U.S. House Speaker John Boehner, R-Ohio, and others wrote a letter to U.S. Attorney General Eric Holder, pushing the Louisiana legal fight over vouchers and their impact on the school desegregation process into the national spotlight.
Furthering that debate, Gov. Bobby Jindal and former Gov. Jeb Bush are speaking today at the National Press Club in Washington on the matter.
The letter from Boehner asked for explanations on why the federal government would get involved in the matter and also requests all meetings as well as written and electronic correspondences the Obama administration has had on the matter.

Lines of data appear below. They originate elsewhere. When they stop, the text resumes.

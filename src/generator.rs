//! Generator-function runner for admin tooling.
//!
//! An AI-authored generator proposes extra test cases for a problem. The
//! generator runs once under the trusted profile with a context object
//! describing the problem; its output is validated strictly and the whole
//! batch is rejected on any violation, so a partially-bad batch never
//! reaches the database. For void problems the expected outputs do not
//! come from the generator at all: the known-passing solution is run on
//! each generated input and its mutated first argument becomes the output.

use anyhow::Result;
use serde::{Deserialize, Serialize};
use serde_json::{json, Value};
use thiserror::Error;
use tracing::{info, warn};

use crate::executer::{Executer, ExecutionSpec, ExecutionStatus};
use crate::problem::{ParamType, Problem, TestCase};

/// Cases kept from one generator run; the rest are dropped with a warning
pub const MAX_GENERATED_CASES: usize = 100;

/// Entry point a generator must define
pub const GENERATOR_FUNCTION: &str = "generateTestCases";

#[derive(Debug, Error)]
pub enum GeneratorError {
    #[error("Generator failed: {0}")]
    Execution(String),
    #[error("Generator timed out")]
    Timeout,
    #[error("Generator returned {0} instead of an array of test cases")]
    NotAnArray(String),
    #[error("Generated case {0} is malformed: {1}")]
    MalformedCase(usize, String),
    #[error("Generated case {0} has no usable output: {1}")]
    MissingOutput(usize, String),
    /// Executer fault, not the job's fault; re-raised instead of folded
    /// into an unsuccessful result
    #[error(transparent)]
    Infra(#[from] anyhow::Error),
}

/// Generation job received from the queue
#[derive(Debug, Serialize, Deserialize)]
#[serde(rename_all = "camelCase")]
pub struct GenerateJob {
    pub problem_id: i64,
    /// Generator source; must define `generateTestCases`
    pub generator_code: String,
    /// A solution known to pass this problem, ground truth for void outputs
    pub passing_code: String,
    /// Free-form constraints forwarded to the generator
    #[serde(default)]
    pub constraints: Option<Value>,
    /// Prose description forwarded to the generator
    #[serde(default)]
    pub problem_context: Option<String>,
    pub problem: Problem,
}

/// Result of one generation batch
#[derive(Debug, Serialize, Deserialize)]
#[serde(rename_all = "camelCase")]
pub struct GenerateResult {
    pub problem_id: i64,
    pub success: bool,
    pub cases: Vec<TestCase>,
    /// True when the generator produced more cases than the cap
    #[serde(default)]
    pub truncated: bool,
    #[serde(skip_serializing_if = "Option::is_none")]
    pub error_message: Option<String>,
}

/// Process a generation job. Domain failures come back as an unsuccessful
/// result; executer faults propagate as `Err` for the worker loop to
/// report, the same split the judge path makes.
pub async fn process_generate_job<E: Executer>(
    job: &GenerateJob,
    trusted: &E,
) -> Result<GenerateResult> {
    info!(
        "Generating test cases for problem {} ({} existing)",
        job.problem_id,
        job.problem.tests.len()
    );
    match run_generator(job, trusted).await {
        Ok((cases, truncated)) => Ok(GenerateResult {
            problem_id: job.problem_id,
            success: true,
            cases,
            truncated,
            error_message: None,
        }),
        Err(GeneratorError::Infra(e)) => Err(e),
        Err(e) => {
            warn!("Generation failed for problem {}: {}", job.problem_id, e);
            Ok(GenerateResult {
                problem_id: job.problem_id,
                success: false,
                cases: Vec::new(),
                truncated: false,
                error_message: Some(e.to_string()),
            })
        }
    }
}

/// Run the generator and validate everything it produced. All-or-nothing:
/// the first violation rejects the batch.
pub async fn run_generator<E: Executer>(
    job: &GenerateJob,
    trusted: &E,
) -> Result<(Vec<TestCase>, bool), GeneratorError> {
    let context = json!({
        "existingTests": job.problem.tests,
        "constraints": job.constraints,
        "parameters": job.problem.parameters,
        "passingCode": job.passing_code,
        "problemContext": job.problem_context,
    });

    let spec = ExecutionSpec::new(&job.generator_code, GENERATOR_FUNCTION)
        .with_args([(ParamType::Other, context)]);

    let outcome = trusted.run(&spec).await?;

    if !outcome.is_success() {
        return Err(match outcome.status {
            ExecutionStatus::Timeout => GeneratorError::Timeout,
            _ => GeneratorError::Execution(
                outcome.error.unwrap_or_else(|| "unknown error".to_string()),
            ),
        });
    }

    let raw = match outcome.result {
        Some(Value::Array(items)) => items,
        Some(other) => return Err(GeneratorError::NotAnArray(json_type_name(&other).to_string())),
        None => return Err(GeneratorError::NotAnArray("undefined".to_string())),
    };

    let truncated = raw.len() > MAX_GENERATED_CASES;
    if truncated {
        warn!(
            "Generator for problem {} produced {} cases, keeping the first {}",
            job.problem_id,
            raw.len(),
            MAX_GENERATED_CASES
        );
    }

    let mut cases = Vec::with_capacity(raw.len().min(MAX_GENERATED_CASES));
    for (idx, item) in raw.into_iter().take(MAX_GENERATED_CASES).enumerate() {
        cases.push(validate_case(job, trusted, idx, item).await?);
    }

    Ok((cases, truncated))
}

async fn validate_case<E: Executer>(
    job: &GenerateJob,
    trusted: &E,
    idx: usize,
    item: Value,
) -> Result<TestCase, GeneratorError> {
    let Value::Object(mut fields) = item else {
        return Err(GeneratorError::MalformedCase(
            idx,
            format!("expected an object, got {}", json_type_name(&item)),
        ));
    };

    let input = match fields.remove("input") {
        Some(Value::Array(input)) => input,
        Some(other) => {
            return Err(GeneratorError::MalformedCase(
                idx,
                format!("'input' must be an array, got {}", json_type_name(&other)),
            ))
        }
        None => return Err(GeneratorError::MalformedCase(idx, "missing 'input'".to_string())),
    };

    if input.len() != job.problem.parameters.len() {
        return Err(GeneratorError::MalformedCase(
            idx,
            format!(
                "'input' has {} values for {} parameters",
                input.len(),
                job.problem.parameters.len()
            ),
        ));
    }

    let output = if job.problem.return_type == ParamType::Void {
        synthesize_output(job, trusted, idx, &input).await?
    } else {
        match fields.get("output") {
            Some(v) if !v.is_null() => v.clone(),
            _ => {
                return Err(GeneratorError::MissingOutput(
                    idx,
                    "'output' is required for non-void problems".to_string(),
                ))
            }
        }
    };

    Ok(TestCase { input, output })
}

/// Run the known-passing solution on a generated input and take its
/// mutated first argument as the expected output.
async fn synthesize_output<E: Executer>(
    job: &GenerateJob,
    trusted: &E,
    idx: usize,
    input: &[Value],
) -> Result<Value, GeneratorError> {
    let args: Vec<_> = input
        .iter()
        .enumerate()
        .map(|(i, value)| (job.problem.param_type_at(i), value.clone()))
        .collect();

    let spec = ExecutionSpec::new(&job.passing_code, &job.problem.function_name)
        .with_args(args)
        .with_return_type(job.problem.return_type.clone());

    let outcome = trusted.run(&spec).await?;

    if !outcome.is_success() {
        return Err(GeneratorError::MissingOutput(
            idx,
            outcome
                .error
                .unwrap_or_else(|| "the passing solution failed on this input".to_string()),
        ));
    }

    match outcome.mutated_args.into_iter().next() {
        Some(first) => Ok(first),
        None => Err(GeneratorError::MissingOutput(
            idx,
            "the problem takes no arguments to mutate".to_string(),
        )),
    }
}

fn json_type_name(value: &Value) -> &'static str {
    match value {
        Value::Null => "null",
        Value::Bool(_) => "a boolean",
        Value::Number(_) => "a number",
        Value::String(_) => "a string",
        Value::Array(_) => "an array",
        Value::Object(_) => "an object",
    }
}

“The department’s allegation that the Louisiana program could impede the desegregation process is extremely troubling and paradoxical in nature,” the letter states. “If DOJ is successful in shutting down this invaluable school choice initiative, not only will students across Louisiana be forced to remain in failing schools, but it could have a reverberating effect and cause other states to feel pressured to shut down similar initiatives that provide countless children the opportunity to receive a better education.”
Others signing the letter included U.S. House Majority Leader Eric Cantor, R-Va.; House Majority Whip Kevin McCarthy, R-Calif.; House Education and Workforce Committee Chairman John Kline, R-Minn.; Rep. Todd Rokita, R-Ind.; and Republican Conference Chairwoman Cathy McMorris Rodger.
Vouchers are state aid for students who attend public schools rated C, D or F, and who meet other conditions, to attend private schools.
Jindal and other backers say the aid offers students trapped in poor schools a way out. Critics say vouchers drain vital dollars from traditional public schools.
The Justice Department is attempting in federal court to ban Louisiana from continuing the voucher program for students who otherwise would attend public schools under federal desegregation orders.